▶ WORKING DATA

Content starts

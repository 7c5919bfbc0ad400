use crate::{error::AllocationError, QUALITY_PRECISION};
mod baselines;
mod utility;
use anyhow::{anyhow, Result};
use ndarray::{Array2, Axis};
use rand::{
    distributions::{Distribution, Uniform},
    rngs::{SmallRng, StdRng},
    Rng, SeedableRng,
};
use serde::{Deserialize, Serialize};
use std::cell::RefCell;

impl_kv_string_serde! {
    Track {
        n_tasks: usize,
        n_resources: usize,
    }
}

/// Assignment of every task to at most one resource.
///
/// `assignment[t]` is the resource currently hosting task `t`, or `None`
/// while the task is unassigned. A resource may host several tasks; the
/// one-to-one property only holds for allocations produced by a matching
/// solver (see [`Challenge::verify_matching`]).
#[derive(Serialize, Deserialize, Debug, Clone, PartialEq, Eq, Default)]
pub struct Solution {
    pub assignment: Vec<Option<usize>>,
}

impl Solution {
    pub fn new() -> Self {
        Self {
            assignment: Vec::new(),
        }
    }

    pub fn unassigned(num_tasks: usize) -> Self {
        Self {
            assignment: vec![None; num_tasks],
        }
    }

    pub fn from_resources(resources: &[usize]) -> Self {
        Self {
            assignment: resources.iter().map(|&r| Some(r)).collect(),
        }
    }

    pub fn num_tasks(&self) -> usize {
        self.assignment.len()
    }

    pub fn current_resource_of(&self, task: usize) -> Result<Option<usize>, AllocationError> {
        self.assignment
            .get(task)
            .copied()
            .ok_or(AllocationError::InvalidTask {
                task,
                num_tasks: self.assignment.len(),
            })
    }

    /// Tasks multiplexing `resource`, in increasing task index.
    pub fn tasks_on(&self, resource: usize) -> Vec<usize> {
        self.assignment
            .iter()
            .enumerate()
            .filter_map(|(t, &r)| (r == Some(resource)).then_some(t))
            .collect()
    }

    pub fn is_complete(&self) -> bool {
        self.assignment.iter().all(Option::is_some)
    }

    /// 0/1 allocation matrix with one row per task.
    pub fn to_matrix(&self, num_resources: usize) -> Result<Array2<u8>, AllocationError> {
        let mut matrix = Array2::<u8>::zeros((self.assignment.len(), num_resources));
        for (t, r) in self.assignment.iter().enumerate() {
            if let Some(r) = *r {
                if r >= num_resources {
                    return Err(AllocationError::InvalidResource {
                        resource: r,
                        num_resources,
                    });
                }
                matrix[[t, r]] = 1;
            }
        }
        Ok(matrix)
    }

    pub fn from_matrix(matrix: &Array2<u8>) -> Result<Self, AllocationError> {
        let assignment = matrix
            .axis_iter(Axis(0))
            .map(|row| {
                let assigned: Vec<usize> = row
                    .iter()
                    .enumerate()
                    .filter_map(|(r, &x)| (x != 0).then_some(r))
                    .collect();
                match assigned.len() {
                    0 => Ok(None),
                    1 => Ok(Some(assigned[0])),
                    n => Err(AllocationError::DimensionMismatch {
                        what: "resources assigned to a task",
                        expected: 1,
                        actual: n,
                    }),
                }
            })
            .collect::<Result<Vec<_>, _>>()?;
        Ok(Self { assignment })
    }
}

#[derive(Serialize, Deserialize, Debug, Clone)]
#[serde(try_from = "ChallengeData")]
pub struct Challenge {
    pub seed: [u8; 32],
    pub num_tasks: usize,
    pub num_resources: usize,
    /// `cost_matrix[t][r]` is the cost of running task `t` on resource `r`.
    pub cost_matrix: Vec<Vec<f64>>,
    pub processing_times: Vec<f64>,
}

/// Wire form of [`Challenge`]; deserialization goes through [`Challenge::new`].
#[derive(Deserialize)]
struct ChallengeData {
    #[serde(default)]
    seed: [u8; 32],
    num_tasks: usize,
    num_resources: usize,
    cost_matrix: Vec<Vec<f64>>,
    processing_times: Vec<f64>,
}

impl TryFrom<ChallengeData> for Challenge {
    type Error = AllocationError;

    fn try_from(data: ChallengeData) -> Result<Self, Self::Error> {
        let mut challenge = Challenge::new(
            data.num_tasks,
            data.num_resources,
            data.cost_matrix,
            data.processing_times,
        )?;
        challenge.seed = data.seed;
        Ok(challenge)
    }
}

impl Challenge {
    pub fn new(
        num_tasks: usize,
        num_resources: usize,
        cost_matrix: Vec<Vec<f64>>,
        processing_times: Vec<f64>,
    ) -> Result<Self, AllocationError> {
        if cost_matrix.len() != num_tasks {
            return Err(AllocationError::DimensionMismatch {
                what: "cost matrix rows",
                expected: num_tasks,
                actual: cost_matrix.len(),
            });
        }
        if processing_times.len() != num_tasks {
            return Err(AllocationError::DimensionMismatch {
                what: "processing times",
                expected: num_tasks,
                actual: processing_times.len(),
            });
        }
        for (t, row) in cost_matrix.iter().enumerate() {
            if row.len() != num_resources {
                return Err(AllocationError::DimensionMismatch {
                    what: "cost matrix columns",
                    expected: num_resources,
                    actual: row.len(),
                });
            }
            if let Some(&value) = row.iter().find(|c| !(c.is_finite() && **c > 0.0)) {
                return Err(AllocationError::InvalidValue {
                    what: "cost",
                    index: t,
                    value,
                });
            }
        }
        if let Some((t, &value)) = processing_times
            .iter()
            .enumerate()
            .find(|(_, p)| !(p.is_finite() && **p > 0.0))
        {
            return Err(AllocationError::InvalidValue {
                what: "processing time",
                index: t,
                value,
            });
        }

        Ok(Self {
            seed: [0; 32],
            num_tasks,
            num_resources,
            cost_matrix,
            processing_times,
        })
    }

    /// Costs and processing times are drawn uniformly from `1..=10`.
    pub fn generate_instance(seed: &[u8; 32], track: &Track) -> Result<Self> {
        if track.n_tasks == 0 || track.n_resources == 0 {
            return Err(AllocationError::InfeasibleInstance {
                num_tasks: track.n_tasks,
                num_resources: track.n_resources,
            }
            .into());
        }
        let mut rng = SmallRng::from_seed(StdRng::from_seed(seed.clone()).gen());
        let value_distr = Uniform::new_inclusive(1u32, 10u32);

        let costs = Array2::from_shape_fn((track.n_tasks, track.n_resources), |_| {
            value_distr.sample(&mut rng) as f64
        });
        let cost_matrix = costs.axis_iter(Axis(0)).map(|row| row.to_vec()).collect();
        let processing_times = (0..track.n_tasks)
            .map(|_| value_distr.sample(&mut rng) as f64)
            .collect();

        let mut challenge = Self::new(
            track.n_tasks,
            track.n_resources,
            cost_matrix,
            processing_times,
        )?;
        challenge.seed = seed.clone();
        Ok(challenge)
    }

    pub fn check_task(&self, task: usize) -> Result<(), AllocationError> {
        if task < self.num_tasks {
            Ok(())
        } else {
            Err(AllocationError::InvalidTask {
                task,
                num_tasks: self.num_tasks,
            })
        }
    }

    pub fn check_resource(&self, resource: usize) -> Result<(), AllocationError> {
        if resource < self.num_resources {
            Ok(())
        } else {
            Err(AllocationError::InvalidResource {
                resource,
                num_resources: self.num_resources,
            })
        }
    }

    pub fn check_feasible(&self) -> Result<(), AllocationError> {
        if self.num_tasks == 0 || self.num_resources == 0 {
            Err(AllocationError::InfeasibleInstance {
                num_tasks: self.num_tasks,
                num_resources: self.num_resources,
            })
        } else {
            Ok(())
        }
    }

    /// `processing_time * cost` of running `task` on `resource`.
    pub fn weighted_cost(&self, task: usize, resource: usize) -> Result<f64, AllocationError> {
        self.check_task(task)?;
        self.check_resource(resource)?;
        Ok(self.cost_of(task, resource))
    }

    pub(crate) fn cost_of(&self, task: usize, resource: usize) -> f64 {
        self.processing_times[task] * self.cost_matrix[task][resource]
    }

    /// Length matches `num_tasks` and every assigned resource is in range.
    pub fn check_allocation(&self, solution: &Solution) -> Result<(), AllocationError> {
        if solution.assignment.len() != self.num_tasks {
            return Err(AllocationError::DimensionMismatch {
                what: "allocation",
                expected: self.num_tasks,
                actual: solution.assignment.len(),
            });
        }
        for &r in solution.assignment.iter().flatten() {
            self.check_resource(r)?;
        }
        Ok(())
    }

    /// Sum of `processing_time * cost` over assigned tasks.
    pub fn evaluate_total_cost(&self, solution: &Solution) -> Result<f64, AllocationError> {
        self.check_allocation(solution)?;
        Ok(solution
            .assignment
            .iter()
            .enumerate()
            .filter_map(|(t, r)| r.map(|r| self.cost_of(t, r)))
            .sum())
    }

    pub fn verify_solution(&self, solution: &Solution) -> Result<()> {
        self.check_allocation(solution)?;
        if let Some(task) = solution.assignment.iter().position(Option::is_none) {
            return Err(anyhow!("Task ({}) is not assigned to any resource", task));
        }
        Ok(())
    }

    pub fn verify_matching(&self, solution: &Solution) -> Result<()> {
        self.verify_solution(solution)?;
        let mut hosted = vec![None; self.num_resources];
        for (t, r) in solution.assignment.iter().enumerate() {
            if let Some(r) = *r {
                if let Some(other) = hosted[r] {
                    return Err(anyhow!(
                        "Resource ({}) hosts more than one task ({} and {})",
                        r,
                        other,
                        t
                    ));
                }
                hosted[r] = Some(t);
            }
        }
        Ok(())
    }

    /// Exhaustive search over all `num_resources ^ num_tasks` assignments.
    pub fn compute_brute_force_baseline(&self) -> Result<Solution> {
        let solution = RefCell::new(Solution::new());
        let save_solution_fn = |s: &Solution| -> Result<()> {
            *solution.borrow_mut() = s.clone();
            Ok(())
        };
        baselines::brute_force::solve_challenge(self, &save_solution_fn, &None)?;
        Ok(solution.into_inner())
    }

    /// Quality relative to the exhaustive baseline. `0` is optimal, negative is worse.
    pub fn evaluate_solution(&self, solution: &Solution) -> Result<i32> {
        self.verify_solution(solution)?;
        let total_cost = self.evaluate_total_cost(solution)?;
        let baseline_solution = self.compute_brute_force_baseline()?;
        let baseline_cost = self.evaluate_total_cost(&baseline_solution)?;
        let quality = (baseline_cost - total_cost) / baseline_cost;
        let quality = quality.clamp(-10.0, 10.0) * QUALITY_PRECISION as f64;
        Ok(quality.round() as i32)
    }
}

Content ends

▶ EXERCISE AIM
Begin at the first line of the records above and quote every line verbatim through the one that contains "several tasks; the".

▶ RESPONSE TO THE TASK
repository 7c5919bfbc0ad400
use crate::{error::AllocationError, QUALITY_PRECISION};
mod baselines;
mod utility;
use anyhow::{anyhow, Result};
use ndarray::{Array2, Axis};
use rand::{
    distributions::{Distribution, Uniform},
    rngs::{SmallRng, StdRng},
    Rng, SeedableRng,
};
use serde::{Deserialize, Serialize};
use std::cell::RefCell;

impl_kv_string_serde! {
    Track {
        n_tasks: usize,
        n_resources: usize,
    }
}

/// Assignment of every task to at most one resource.
///
/// `assignment[t]` is the resource currently hosting task `t`, or `None`
/// while the task is unassigned. A resource may host several tasks; the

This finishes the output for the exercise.